If there is renal disease or hepatic encephalopathy, protein intake needs to be restricted. Proteins
are to be increased when there is acute or chronic renal disease with dialysis.
Caloric intake is increased with increased metabolic stress or acute renal disease without
dialysis. Calories are decreased in acute or chronic renal disease with dialysis.
Fluid intake should be increased when there is a fever or metabolic stress. Fluid and sodium
should be decreased when there is renal disease or liver disease.
Quality of nutrition (nourishment) is important:
Nutrients need to be in a bio-available form. Ions or molecules need to be able to be transported
into the cells transport channels. Very subtle and often neglected factors by many nutritional
product manufacturers can make the difference in healthful nourishment and merely nutritional
components that are poorly utilized or have to be converted by the body to provide life support.
Nutritional Support Should Be Monitored:
A positive nitrogen balance must be achieved by supplying an adequate amount of protein. This
can vary according to the healing phase of the injury. In general, elderly patients cannot tolerate
high protein loads without digestive support. Head injury patients have a 40% increase in
nitrogen balance due to stress hormone flow. Energy expenditure can also be increased by
hyperventilation, fever, or seizures. Sedatives (including alcohol) decrease energy expenditure
by as much as 40%. If there is paralysis or disability, that can reduce caloric demand as well.
Excessive calories (overfeeding) causes impaired glucose control, suppression of chemo
tactic/phagocytic actions (damaged cellular cleanup) of monocytes due to hyperglycemia and
respiratory dysfunction from excess CO2 production.
It is important to monitor the nutritional support as well as the healing with appropriate testing.
Nitrogen balance is paramount to monitor the nutritional prescription of the trauma patient.
Serum pre-albumin levels correlate well with nitrogen balance in trauma patients. Acute phase
reactants such as C-reactive protein, fibrinogen, alpha-1-glycoprotein should also be monitored.
It makes no difference whether an improved nutritional state or improved healing leads to
improvement in test values. Optimal nitrogen balance is still the goal of the nutritional
prescription and is the single most predictor of a favorable outcome in healing. That is because
nitrogen balance measures the net effect of protein synthesis (healing) and degradation (atrophy
of tissue).
There are many methods that monitor nutritional support and/or healing:





Body measurement (weight change, girth measurements, etc.)
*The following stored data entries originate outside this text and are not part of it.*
//! Enum types and enum values
//!
//! Copyright (c) 2025 Schemaver Team
//! Licensed under the Apache-2.0 license

use super::Rule;
use crate::findings::{ChangeKind, Findings, RuleKind};
use crate::model::{EnumTypeDef, EnumValueDef, Schema};
use crate::pair::{Pair, SetPair};
use crate::severity::Severity;

/// Removing an enum type or value is breaking; adding one is additive.
#[derive(Debug, Clone, Copy, Default)]
pub struct EnumRule;

impl Rule for EnumRule {
    fn kind(&self) -> RuleKind {
        RuleKind::Enums
    }

    fn check(&self, schemas: Pair<&Schema>, findings: &mut Findings) -> Severity {
        let enums = SetPair::new(
            schemas.new.enum_types(),
            schemas.old.enum_types(),
            |e: &EnumTypeDef| e.name.clone(),
        );

        if enums.has_removed() {
            for removed in &enums.removed {
                findings.record(
                    RuleKind::Enums,
                    ChangeKind::Removed,
                    removed.name.as_str(),
                    Severity::MAJOR,
                    format!("enum type {} deleted", removed.name),
                );
            }
            return Severity::MAJOR;
        }

        let values = check_enum_values(&enums.paired, findings);
        if !values.is_none() {
            return values;
        }

        if enums.has_added() {
            for added in &enums.added {
                findings.record(
                    RuleKind::Enums,
                    ChangeKind::Added,
                    added.name.as_str(),
                    Severity::MINOR,
                    format!("enum type {} added", added.name),
                );
            }
            return Severity::MINOR;
        }

        Severity::NONE
    }
}

/// Walk paired enums until one loses a value.
///
/// A deleted value sets the result to `MAJOR` and ends the walk; later
/// enums are not inspected. Added values set `MINOR`.
fn check_enum_values(enums: &[Pair<&EnumTypeDef>], findings: &mut Findings) -> Severity {
    let mut severity = Severity::NONE;

    for pair in enums {
        let values = pair.diff_on(|e| &e.values, |v: &EnumValueDef| v.name.clone());
        let enum_name = &pair.new.name;

        if values.has_removed() {
            for value in &values.removed {
                findings.record(
                    RuleKind::Enums,
                    ChangeKind::Removed,
                    format!("{}.{}", enum_name, value.name),
                    Severity::MAJOR,
                    format!("enum value {} deleted from {}", value.name, enum_name),
                );
            }
            return Severity::MAJOR;
        }

        if values.has_added() {
            for value in &values.added {
                findings.record(
                    RuleKind::Enums,
                    ChangeKind::Added,
                    format!("{}.{}", enum_name, value.name),
                    Severity::MINOR,
                    format!("enum value {} added in {}", value.name, enum_name),
                );
            }
            severity = Severity::MINOR;
        }
    }

    severity
}
//! Schemaver CLI - semantic version bumps from GraphQL schema changes
//!
//! This is the main entry point for the Schemaver CLI application, providing
//! commands for computing the next version of a schema and for listing the
//! changes between two introspection snapshots.

mod cli;
mod config;
mod error;
mod handlers;
mod logging;
mod output;

use cli::{Cli, Commands};
use colored::control;
use config::Config;
use error::Result;
use logging::{timing::Timer, LoggingConfig};
use output::OutputWriter;
use std::process;
use tracing::instrument;

fn main() {
    // Parse command-line arguments
    let cli = Cli::parse_args();

    // Load configuration before logging so its [logging] section applies
    let config = match Config::load_with_file(cli.config.as_deref()) {
        Ok(config) => config,
        Err(e) => exit_with(&e, !cli.no_color),
    };

    if let Err(e) = init_logging(&cli, &config) {
        eprintln!("Failed to initialize logging: {}", e);
    }

    let use_color = cli.use_color(&config);
    control::set_override(use_color);

    match run(cli, &config) {
        Ok(()) => process::exit(0),
        Err(e) => exit_with(&e, use_color),
    }
}

fn exit_with(e: &error::Error, use_color: bool) -> ! {
    eprintln!("{}", error::format_error(e, use_color));

    if e.should_show_help() {
        eprintln!("\nFor more information, try '--help'");
    }

    process::exit(e.exit_code());
}

/// Main application logic
#[instrument(skip(cli, config), fields(command = ?cli.command))]
fn run(cli: Cli, config: &Config) -> Result<()> {
    let _timer = Timer::new("cli_execution");

    let format = cli.output_format(config)?;
    let mut output = OutputWriter::new(format, cli.use_color(config), cli.quiet);

    tracing::info!(
        command = ?cli.command,
        verbosity = cli.verbosity_level(),
        format = ?format,
        "Executing command"
    );

    match cli.command {
        Commands::Bump(args) => handlers::handle_bump(args, config, &mut output),
        Commands::Diff(args) => handlers::handle_diff(args, config, &mut output),
        Commands::Completions(args) => handlers::handle_completions(args),
    }
}

/// Initialize the logging system
fn init_logging(cli: &Cli, config: &Config) -> Result<()> {
    let verbosity = cli.verbosity_level();
    let mut logging_config = LoggingConfig::from_verbosity(verbosity);

    // Config file first, environment overrides last
    logging_config.merge_with_config(&config.logging, verbosity);
    logging_config.merge_with_env();

    if cli.quiet {
        logging_config.quiet();
    }

    logging::init_logging(logging_config)
}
Body composition (body fat, lean body mass, total body water, etc.)
Metabolic testing (urine, blood, feces)
Immunological testing (delayed hypersensitivity testing, antibody production, immune
cell testing)
Blood serum chemistry assay (pre-albumin, etc.)
Regardless of the composition of macronutrient or micronutrient support, the composition must
be iso-nitrogenous and iso-caloric, i.e. not too much and not too little. This usually requires
testing to properly determine. Select testing to monitor immune cell nutrition as well as amino
acid and fatty acid levels may be done. This is particularly important in chronically ill patients.
These factors form the fundamental support needed by patients that are ill or injured regardless
of severity. Even repetitive micro trauma puts a stress on the body's reserves that over time if
not properly supported can have a poor outcome. Nutrition is the fundamental medicine.